**ASSIGNMENT**
Copy the records below exactly.

**GIVEN DATA**
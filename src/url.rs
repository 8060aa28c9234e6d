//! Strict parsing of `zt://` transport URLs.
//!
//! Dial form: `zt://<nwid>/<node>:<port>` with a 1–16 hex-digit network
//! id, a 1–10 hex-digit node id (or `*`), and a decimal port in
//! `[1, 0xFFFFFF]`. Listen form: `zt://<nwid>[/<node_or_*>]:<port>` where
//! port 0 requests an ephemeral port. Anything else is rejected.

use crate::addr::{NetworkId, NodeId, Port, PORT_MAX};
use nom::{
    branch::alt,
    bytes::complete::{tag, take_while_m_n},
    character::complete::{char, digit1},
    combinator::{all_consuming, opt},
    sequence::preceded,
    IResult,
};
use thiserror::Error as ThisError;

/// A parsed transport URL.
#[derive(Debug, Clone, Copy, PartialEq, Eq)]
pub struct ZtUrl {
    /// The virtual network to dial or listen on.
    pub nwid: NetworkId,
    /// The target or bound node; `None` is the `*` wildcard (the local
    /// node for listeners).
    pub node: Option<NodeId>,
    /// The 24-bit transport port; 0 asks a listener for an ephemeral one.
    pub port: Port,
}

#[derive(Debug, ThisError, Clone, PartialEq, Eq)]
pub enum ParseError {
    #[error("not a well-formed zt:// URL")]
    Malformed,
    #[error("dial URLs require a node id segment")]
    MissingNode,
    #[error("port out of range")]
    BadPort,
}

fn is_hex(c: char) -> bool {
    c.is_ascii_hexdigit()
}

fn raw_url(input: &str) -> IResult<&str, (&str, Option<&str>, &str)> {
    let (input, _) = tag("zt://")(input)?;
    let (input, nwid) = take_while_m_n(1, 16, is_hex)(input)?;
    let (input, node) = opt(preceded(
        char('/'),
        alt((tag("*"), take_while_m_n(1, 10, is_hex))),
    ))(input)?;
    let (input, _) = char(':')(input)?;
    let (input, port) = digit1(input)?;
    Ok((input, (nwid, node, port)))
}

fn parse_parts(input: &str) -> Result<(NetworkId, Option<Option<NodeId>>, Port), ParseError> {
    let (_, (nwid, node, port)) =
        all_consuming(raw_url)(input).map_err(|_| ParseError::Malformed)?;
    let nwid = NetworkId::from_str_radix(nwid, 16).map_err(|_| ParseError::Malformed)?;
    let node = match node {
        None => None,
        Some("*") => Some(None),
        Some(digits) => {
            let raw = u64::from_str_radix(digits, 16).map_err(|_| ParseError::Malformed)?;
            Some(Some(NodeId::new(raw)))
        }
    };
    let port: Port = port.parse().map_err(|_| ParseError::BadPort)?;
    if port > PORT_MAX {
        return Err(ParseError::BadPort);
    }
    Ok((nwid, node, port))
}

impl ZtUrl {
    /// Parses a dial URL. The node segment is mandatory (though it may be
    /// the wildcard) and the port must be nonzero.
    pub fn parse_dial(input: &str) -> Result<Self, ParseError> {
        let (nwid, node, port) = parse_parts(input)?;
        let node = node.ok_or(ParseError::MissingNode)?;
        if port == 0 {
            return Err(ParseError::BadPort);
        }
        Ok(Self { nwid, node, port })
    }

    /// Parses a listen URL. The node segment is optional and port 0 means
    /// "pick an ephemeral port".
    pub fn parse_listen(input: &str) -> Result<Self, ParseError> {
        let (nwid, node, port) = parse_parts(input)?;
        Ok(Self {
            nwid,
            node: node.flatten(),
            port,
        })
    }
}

**EXPECTED ANSWER**
filename src/url.rs
repository 8060aa28c9234e6d
//! Strict parsing of `zt://` transport URLs.
//!
//! Dial form: `zt://<nwid>/<node>:<port>` with a 1–16 hex-digit network
//! id, a 1–10 hex-digit node id (or `*`), and a decimal port in
//! `[1, 0xFFFFFF]`. Listen form: `zt://<nwid>[/<node_or_*>]:<port>` where
//! port 0 requests an ephemeral port. Anything else is rejected.

use crate::addr::{NetworkId, NodeId, Port, PORT_MAX};
use nom::{
    branch::alt,
    bytes::complete::{tag, take_while_m_n},
    character::complete::{char, digit1},
    combinator::{all_consuming, opt},
    sequence::preceded,
    IResult,
};
use thiserror::Error as ThisError;

/// A parsed transport URL.
#[derive(Debug, Clone, Copy, PartialEq, Eq)]
pub struct ZtUrl {
    /// The virtual network to dial or listen on.
    pub nwid: NetworkId,
    /// The target or bound node; `None` is the `*` wildcard (the local
    /// node for listeners).
    pub node: Option<NodeId>,
    /// The 24-bit transport port; 0 asks a listener for an ephemeral one.
    pub port: Port,
}

#[derive(Debug, ThisError, Clone, PartialEq, Eq)]
pub enum ParseError {
    #[error("not a well-formed zt:// URL")]
    Malformed,
    #[error("dial URLs require a node id segment")]
    MissingNode,
    #[error("port out of range")]
    BadPort,
}

fn is_hex(c: char) -> bool {
    c.is_ascii_hexdigit()
}

fn raw_url(input: &str) -> IResult<&str, (&str, Option<&str>, &str)> {
    let (input, _) = tag("zt://")(input)?;
    let (input, nwid) = take_while_m_n(1, 16, is_hex)(input)?;
    let (input, node) = opt(preceded(
        char('/'),
        alt((tag("*"), take_while_m_n(1, 10, is_hex))),
    ))(input)?;
    let (input, _) = char(':')(input)?;
    let (input, port) = digit1(input)?;
    Ok((input, (nwid, node, port)))
}

fn parse_parts(input: &str) -> Result<(NetworkId, Option<Option<NodeId>>, Port), ParseError> {
    let (_, (nwid, node, port)) =
        all_consuming(raw_url)(input).map_err(|_| ParseError::Malformed)?;
    let nwid = NetworkId::from_str_radix(nwid, 16).map_err(|_| ParseError::Malformed)?;
    let node = match node {
        None => None,
        Some("*") => Some(None),
        Some(digits) => {
            let raw = u64::from_str_radix(digits, 16).map_err(|_| ParseError::Malformed)?;
            Some(Some(NodeId::new(raw)))
        }
    };
    let port: Port = port.parse().map_err(|_| ParseError::BadPort)?;
    if port > PORT_MAX {
        return Err(ParseError::BadPort);
    }
    Ok((nwid, node, port))
}

impl ZtUrl {
    /// Parses a dial URL. The node segment is mandatory (though it may be
    /// the wildcard) and the port must be nonzero.
    pub fn parse_dial(input: &str) -> Result<Self, ParseError> {
        let (nwid, node, port) = parse_parts(input)?;
        let node = node.ok_or(ParseError::MissingNode)?;
        if port == 0 {
            return Err(ParseError::BadPort);
        }
        Ok(Self { nwid, node, port })
    }

    /// Parses a listen URL. The node segment is optional and port 0 means
    /// "pick an ephemeral port".
    pub fn parse_listen(input: &str) -> Result<Self, ParseError> {
        let (nwid, node, port) = parse_parts(input)?;
        Ok(Self {
            nwid,
            node: node.flatten(),
            port,
        })
    }
}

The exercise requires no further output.